Jeremiah spoke to people who were
being chastened by God. The Israelites had gone "far from [God] and
walked after emptiness and became empty" (Jeremiah 2:5 NASV). "They forsook
God, the fountain of living waters, to hew for themselves cisterns,
broken cisterns that can hold no water" (Jeremiah 2:13 NASV). "My people have
forgotten Me days without number" (Jeremiah 2:32 NASV).
God warned them, "Your own wickedness
will correct you, and your apostasies will reprove you; know therefore
and see that it is evil and bitter for you to forsake the Lord your God"
(2:19 NASV). He called to them repeatedly to return (4:1 NASV), to circumcise
their hearts (4:4 NASV), and to wash themselves from evil (4:14 NASV).
But they "refused to repent" (5:3 NASV).
Therefore, God raised up Nebuchadnezzar to invade and besiege Judah and
Jerusalem. Many Israelites were deported to Babylon in captivity. But
some ran to Egypt to escape.
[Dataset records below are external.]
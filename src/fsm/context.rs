//! Mutable context threaded through every FSM handler.
//!
//! `PollContext` is the single owned struct that state handlers read from
//! and write to: the injected ports, the transfer completion shared with
//! the bus driver, the raw TX/RX buffers, the pending pause and the sample
//! counter.  No globals; the host owns exactly one of these through
//! [`SensorPoller`](crate::app::service::SensorPoller).

use core::sync::atomic::{AtomicBool, Ordering};
use std::sync::Arc;

use heapless::Deque;
use log::{info, warn};

use super::StateId;
use crate::app::events::PollEvent;
use crate::app::ports::{StatusIndicator, TimerHandle, TimerPort, TransferPort};
use crate::config::PollerConfig;
use crate::error::Fault;
use crate::sensors::tc74::StatusByte;
use crate::transfer::{TransferCompletion, TransferHandle, TransferOutcome};

/// Register select + optional value.
pub const TX_LEN: usize = 2;
/// Every TC74 read is a single byte.
pub const RX_LEN: usize = 1;

/// Events queued during one tick.  A tick produces at most a transition,
/// a status change and a sample or fault.
const OUTBOX_CAP: usize = 8;

/// The shared context passed to every state handler function.
pub struct PollContext<B: TransferPort, T: TimerPort, L: StatusIndicator> {
    // -- Ports --
    pub bus: B,
    pub timer: T,
    pub led: Arc<L>,

    // -- Configuration --
    pub config: PollerConfig,

    // -- Shared with other execution contexts --
    /// Outcome flag and RX bytes written by the driver's completion callback.
    pub completion: Arc<TransferCompletion>,
    /// Set on entry to `FatalError`; stops the heartbeat toggling.
    pub halted: Arc<AtomicBool>,

    // -- Handles --
    pub channel: Option<B::Channel>,
    pub heartbeat: Option<TimerHandle>,
    pub transfer: TransferHandle,
    pub delay: Option<T::Delay>,

    // -- Raw buffers --
    pub tx: [u8; TX_LEN],
    pub rx: [u8; RX_LEN],

    // -- Polling state --
    pub pause_us: u32,
    /// Completed temperature reads.
    pub iteration: u32,
    /// Last RWCR value, for change-only logging.
    pub last_status: Option<u8>,

    // -- Fault --
    pub fault: Option<(Fault, StateId)>,
    pub fault_logged: bool,

    outbox: Deque<PollEvent, OUTBOX_CAP>,
}

impl<B: TransferPort, T: TimerPort, L: StatusIndicator> PollContext<B, T, L> {
    pub fn new(config: PollerConfig, bus: B, timer: T, led: Arc<L>) -> Self {
        Self {
            bus,
            timer,
            led,
            config,
            completion: Arc::new(TransferCompletion::new()),
            halted: Arc::new(AtomicBool::new(false)),
            channel: None,
            heartbeat: None,
            transfer: TransferHandle::INVALID,
            delay: None,
            tx: [0; TX_LEN],
            rx: [0; RX_LEN],
            pause_us: 0,
            iteration: 0,
            last_status: None,
            fault: None,
            fault_logged: false,
            outbox: Deque::new(),
        }
    }

    /// Back to power-on defaults.  Ports, configuration and the heartbeat
    /// registration are kept; no I/O.
    pub fn reset(&mut self) {
        self.completion.reset();
        self.halted.store(false, Ordering::Release);
        self.channel = None;
        self.transfer = TransferHandle::INVALID;
        self.delay = None;
        self.tx = [0; TX_LEN];
        self.rx = [0; RX_LEN];
        self.pause_us = 0;
        self.iteration = 0;
        self.last_status = None;
        self.fault = None;
        self.fault_logged = false;
        self.outbox.clear();
    }

    // -- Events --

    /// Queue an event for the sink.
    pub fn emit(&mut self, event: PollEvent) {
        if let Err(dropped) = self.outbox.push_back(event) {
            warn!("event outbox full, dropping {:?}", dropped);
        }
    }

    pub fn pop_event(&mut self) -> Option<PollEvent> {
        self.outbox.pop_front()
    }

    /// Record the first fault and the state it arose in.
    pub fn raise(&mut self, fault: Fault, state: StateId) {
        if self.fault.is_none() {
            self.fault = Some((fault, state));
            self.emit(PollEvent::Fault { fault, state });
        }
    }

    // -- Transfers --

    fn open_channel(&self) -> Result<B::Channel, Fault> {
        self.channel.ok_or(Fault::Setup("open bus channel"))
    }

    /// Write `tx[..tx_len]` then read one byte.  The outcome flag is armed
    /// before the driver sees the request.
    pub fn issue_write_read(&mut self, tx_len: usize, op: &'static str) -> Result<(), Fault> {
        let channel = self.open_channel()?;
        self.completion.arm();
        self.transfer = self
            .bus
            .issue_write_read(channel, self.config.address, &self.tx[..tx_len], RX_LEN)
            .ok_or(Fault::TransferRejected(op))?;
        Ok(())
    }

    /// Write `tx[..tx_len]`.
    pub fn issue_write(&mut self, tx_len: usize, op: &'static str) -> Result<(), Fault> {
        let channel = self.open_channel()?;
        self.completion.arm();
        self.transfer = self
            .bus
            .issue_write(channel, self.config.address, &self.tx[..tx_len])
            .ok_or(Fault::TransferRejected(op))?;
        Ok(())
    }

    /// Non-blocking check of the in-flight transfer.
    ///
    /// `Ok(true)` once it succeeded (RX bytes copied into `rx`), `Ok(false)`
    /// while it is still pending, `Err` if the driver reported an error.
    pub fn poll_transfer(&mut self, op: &'static str) -> Result<bool, Fault> {
        match self.completion.outcome() {
            TransferOutcome::Success => {
                self.check_handle(op);
                for (i, byte) in self.rx.iter_mut().enumerate() {
                    *byte = self.completion.rx_byte(i);
                }
                Ok(true)
            }
            TransferOutcome::Error => {
                self.check_handle(op);
                Err(Fault::TransferFailed(op))
            }
            TransferOutcome::InProgress | TransferOutcome::Idle => Ok(false),
        }
    }

    fn check_handle(&self, op: &'static str) {
        let reported = self.completion.last_handle();
        if reported != self.transfer {
            warn!("{}: completion for {:?}, expected {:?}", op, reported, self.transfer);
        }
    }

    /// Log and emit RWCR only when it differs from the last observed value.
    pub fn note_status(&mut self, status: StatusByte) {
        if self.last_status == Some(status.0) {
            return;
        }
        info!(
            "TC74 status 0x{:02X} (standby={}, ready={})",
            status.0,
            status.is_standby(),
            status.is_ready()
        );
        self.last_status = Some(status.0);
        self.emit(PollEvent::StatusChanged { status: status.0 });
    }
}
And others remained in Jerusalem to fight
and resist the Babylonians, believing the false prophet's word that God
would break the yoke of the Babylonians within two years (28:2).
Like bad figs, those who resisted and those who ran
away from God's chastening felt the full power of
God's anger. "I will abandon...the remnant...who remain in this land,
and the ones who dwell in...Egypt. I will make them a terror and an
evil...a reproach and a proverb, a taunt and a curse..." (24:8-9
NASV).
But concerning those who accepted and
yielded to the yoke of God's chastening, God said, "Like these good
figs, so I will regard as good the captives of Judah...For I will set my
eyes on them for good...and I will give them a heart to know Me, for I
am the Lord; and they will be My people, and I will be their God, for
they will return to Me with their whole heart (Jeremiah 24:5-7 NASV).
Clearly, those who are experiencing
God's chastisement must turn in humility to wait on God, allowing Him to
deal with them as He tears down and replaces their sin with
righteousness. But running and resisting are futile. It is better
to come to the place in our lives where we can genuinely rejoice and
say, "It is good for me that I was afflicted, that I may learn Thy
statutes" (Psalm 119:71 NASV).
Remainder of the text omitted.